В письме Белинского к Гоголю звучали боль, гнев, негодование. «Да если бы Вы обнаружили покушение на мою жизнь, и тогда бы я не более возненавидел Вас»,— заявил он со всей силой оскорбленного чувства.

Утопической, реакционной программе Гоголя Белинский противопоставил требования демократического преобразования России и прежде всего отмены крепостного права. В письме звучали настроения крестьян, веками мечтавших о свободе. С небывалой силой Белинский клеймил позорные стороны своей эпохи: «люди торгуют людьми», «нет никаких гарантий для личности, чести и собственности, нет даже и полицейского порядка, есть только огромные корпорации разных служебных воров и грабителей». Спасение России он видел «в успехах цивилизации, просвещения, гуманности», мечтал о пробуждении в народе человеческого достоинства.

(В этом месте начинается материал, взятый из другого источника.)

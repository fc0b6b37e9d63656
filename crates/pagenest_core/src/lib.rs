//! Core domain logic for pagenest.
//!
//! A hierarchical page workspace: pages nest under parents, carry block
//! content, may act as databases over their children, link to each other
//! and pass through a 30-day trash before permanent removal.

pub mod autosave;
pub mod clock;
pub mod config;
pub mod content;
pub mod db;
pub mod links;
pub mod logging;
pub mod model;
pub mod repo;
pub mod service;
pub mod store;
pub mod trash;
pub mod tree;
pub mod view;

pub use autosave::queue::{
    AutosaveQueue, DueSave, SaveOutcome, DEFAULT_AUTOSAVE_DEBOUNCE_MS,
};
pub use clock::{Clock, ManualClock, SystemClock};
pub use config::{ConfigError, WorkspaceConfig};
pub use content::codec::{decode, encode, PageDocument, PageKind, ViewType};
pub use db::{open_db, open_db_in_memory, DbError, DbResult};
pub use links::backlinks::{extract_references, index_backlinks, Backlink, BacklinkIndex};
pub use logging::{
    active_logging, default_log_level, init_logging, LogSettings, LoggingError, LoggingOutcome,
};
pub use model::block::Block;
pub use model::deleted_page::{
    DeletedPage, DeletedPageMetadata, TRASH_RETENTION_DAYS, TRASH_RETENTION_MS,
};
pub use model::page::{Page, PageId, PagePatch, UNTITLED_PAGE_TITLE};
pub use model::property::{PropertyConfig, PropertyError, PropertyType, PropertyValues};
pub use repo::page_repo::{PageRepository, RepoError, RepoResult, SqlitePageRepository};
pub use service::template::PageTemplate;
pub use service::workspace::{AutosaveReport, Workspace, WorkspaceError};
pub use store::WorkspaceStore;
pub use trash::lifecycle::{TrashError, TrashLifecycle};
pub use tree::builder::{
    build_tree, compare_pages, compare_titles, find_path, flatten, TreeNode,
};
pub use tree::hierarchy::ParentIndex;
pub use view::projector::{project, project_database, ProjectedView, ProjectionOptions};

/// Minimal health-check API for smoke tests.
pub fn ping() -> &'static str {
    "pong"
}

/// Returns the core crate version.
pub fn core_version() -> &'static str {
    env!("CARGO_PKG_VERSION")
}

#[cfg(test)]
mod tests {
    use super::{core_version, ping};

    #[test]
    fn ping_returns_pong() {
        assert_eq!(ping(), "pong");
    }

    #[test]
    fn version_is_not_empty() {
        assert!(!core_version().is_empty());
    }
}
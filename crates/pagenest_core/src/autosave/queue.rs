//! Debounced per-page save queue.
//!
//! # Responsibility
//! - Coalesce rapid edits of one page into a single pending patch.
//! - Hand out saves once their debounce deadline passes, or on explicit
//!   flush when the user navigates away.
//!
//! # Invariants
//! - At most one pending slot and one in-flight save exist per page.
//! - Each recorded edit restarts that page's deadline.
//! - An in-flight save is never cancelled; edits made meanwhile open a new
//!   pending slot.
//! - A save that failed to reach storage is merged back beneath newer
//!   pending edits. A rejected save is dropped so later edits still land.

use crate::model::page::{PageId, PagePatch};
use log::{debug, warn};
use std::collections::HashMap;

/// Default quiet period before a pending edit is saved.
pub const DEFAULT_AUTOSAVE_DEBOUNCE_MS: i64 = 1_000;

#[derive(Debug, Clone, PartialEq)]
struct PendingSave {
    patch: PagePatch,
    due_at: i64,
    edits: u32,
}

/// One save handed to the caller.
#[derive(Debug, Clone, PartialEq)]
pub struct DueSave {
    pub page_id: PageId,
    pub patch: PagePatch,
    /// Number of edits coalesced into this save.
    pub edits: u32,
}

/// How an in-flight save ended.
#[derive(Debug, Clone, Copy, PartialEq, Eq)]
pub enum SaveOutcome {
    /// The patch was written.
    Saved,
    /// Storage failed; the patch is retried after one debounce period.
    Failed,
    /// The patch itself was invalid and is discarded.
    Rejected,
}

/// Coalescing save queue keyed by page id.
#[derive(Debug, Clone)]
pub struct AutosaveQueue {
    debounce_ms: i64,
    pending: HashMap<PageId, PendingSave>,
    in_flight: HashMap<PageId, PagePatch>,
}

impl Default for AutosaveQueue {
    fn default() -> Self {
        Self::new(DEFAULT_AUTOSAVE_DEBOUNCE_MS)
    }
}

impl AutosaveQueue {
    pub fn new(debounce_ms: i64) -> Self {
        Self {
            debounce_ms: debounce_ms.max(0),
            pending: HashMap::new(),
            in_flight: HashMap::new(),
        }
    }

    pub fn debounce_ms(&self) -> i64 {
        self.debounce_ms
    }

    /// Records an edit made at `now_ms` and restarts the page's deadline.
    pub fn record(&mut self, page_id: &str, patch: PagePatch, now_ms: i64) {
        if patch.is_empty() {
            return;
        }
        let due_at = now_ms + self.debounce_ms;
        match self.pending.get_mut(page_id) {
            Some(slot) => {
                slot.patch.merge(patch);
                slot.due_at = due_at;
                slot.edits += 1;
            }
            None => {
                self.pending.insert(
                    page_id.to_string(),
                    PendingSave {
                        patch,
                        due_at,
                        edits: 1,
                    },
                );
            }
        }
        debug!(
            "event=autosave_record module=autosave status=ok page_id={} due_at={}",
            page_id, due_at
        );
    }

    /// Takes every pending save whose deadline has passed at `now_ms`.
    ///
    /// Pages with a save still in flight are held back until it completes.
    /// Returned saves are ordered by deadline, then page id.
    pub fn take_due(&mut self, now_ms: i64) -> Vec<DueSave> {
        let mut ready: Vec<(i64, PageId)> = self
            .pending
            .iter()
            .filter(|(page_id, slot)| {
                slot.due_at <= now_ms && !self.in_flight.contains_key(page_id.as_str())
            })
            .map(|(page_id, slot)| (slot.due_at, page_id.clone()))
            .collect();
        ready.sort();
        ready
            .into_iter()
            .filter_map(|(_, page_id)| self.start(&page_id))
            .collect()
    }

    /// Takes the pending save of one page regardless of its deadline.
    ///
    /// Returns `None` when nothing is pending or a save is already in flight.
    pub fn take_page(&mut self, page_id: &str) -> Option<DueSave> {
        if self.in_flight.contains_key(page_id) {
            return None;
        }
        self.start(page_id)
    }

    /// Reports the outcome of an in-flight save.
    ///
    /// A `Failed` patch is merged back beneath newer pending edits and
    /// becomes due again at `now_ms + debounce`.
    pub fn complete(&mut self, page_id: &str, outcome: SaveOutcome, now_ms: i64) {
        let Some(patch) = self.in_flight.remove(page_id) else {
            return;
        };
        match outcome {
            SaveOutcome::Saved => return,
            SaveOutcome::Rejected => {
                warn!(
                    "event=autosave_reject module=autosave status=dropped page_id={} pending_newer={}",
                    page_id,
                    self.pending.contains_key(page_id)
                );
                return;
            }
            SaveOutcome::Failed => {}
        }
        let retry_at = now_ms + self.debounce_ms;
        let mut restored = patch;
        match self.pending.remove(page_id) {
            Some(newer) => {
                restored.merge(newer.patch);
                self.pending.insert(
                    page_id.to_string(),
                    PendingSave {
                        patch: restored,
                        due_at: newer.due_at.max(retry_at),
                        edits: newer.edits + 1,
                    },
                );
            }
            None => {
                self.pending.insert(
                    page_id.to_string(),
                    PendingSave {
                        patch: restored,
                        due_at: retry_at,
                        edits: 1,
                    },
                );
            }
        }
        warn!(
            "event=autosave_retry module=autosave status=degraded page_id={} retry_at={}",
            page_id, retry_at
        );
    }

    /// Drops pending work for a page that no longer exists.
    pub fn discard(&mut self, page_id: &str) {
        self.pending.remove(page_id);
    }

    /// Earliest pending deadline, if any.
    pub fn next_deadline(&self) -> Option<i64> {
        self.pending.values().map(|slot| slot.due_at).min()
    }

    pub fn is_pending(&self, page_id: &str) -> bool {
        self.pending.contains_key(page_id)
    }

    pub fn is_in_flight(&self, page_id: &str) -> bool {
        self.in_flight.contains_key(page_id)
    }

    pub fn pending_len(&self) -> usize {
        self.pending.len()
    }

    /// Returns whether nothing is pending or in flight.
    pub fn is_idle(&self) -> bool {
        self.pending.is_empty() && self.in_flight.is_empty()
    }

    fn start(&mut self, page_id: &str) -> Option<DueSave> {
        let slot = self.pending.remove(page_id)?;
        self.in_flight
            .insert(page_id.to_string(), slot.patch.clone());
        Some(DueSave {
            page_id: page_id.to_string(),
            patch: slot.patch,
            edits: slot.edits,
        })
    }
}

Письмо это он писал в июле 1847 года тяжело больным, лечась за границей от чахотки. Говорил в нем самое сокровенное, без оглядки на цензоров, громко, в полный голос. Через десять месяцев он умер, и письмо к Гоголю стало его завещанием. Оно ходило по рукам в списках, его прочла вся мыслящая Россия. На протяжении десятилетий каждый из прогрессивных писателей вновь и вновь неизбежно передумывал глубокую мысль Белинского, одну из главных в этом письме, мысль о связи между литературой и освободительным движением: «Публика... видит в русских писателях своих единственных вождей, защитников и спасителей от мрака самодержавия, православия и народности».


* * *

Как далеко ушла за короткий исторический промежуток русская мысль! Творчество Белинского подвело итог полувековым спорам, напряженным раздумьям лучших умов, начиная с Карамзина, о задачах литературы, об отражении в ней жизни.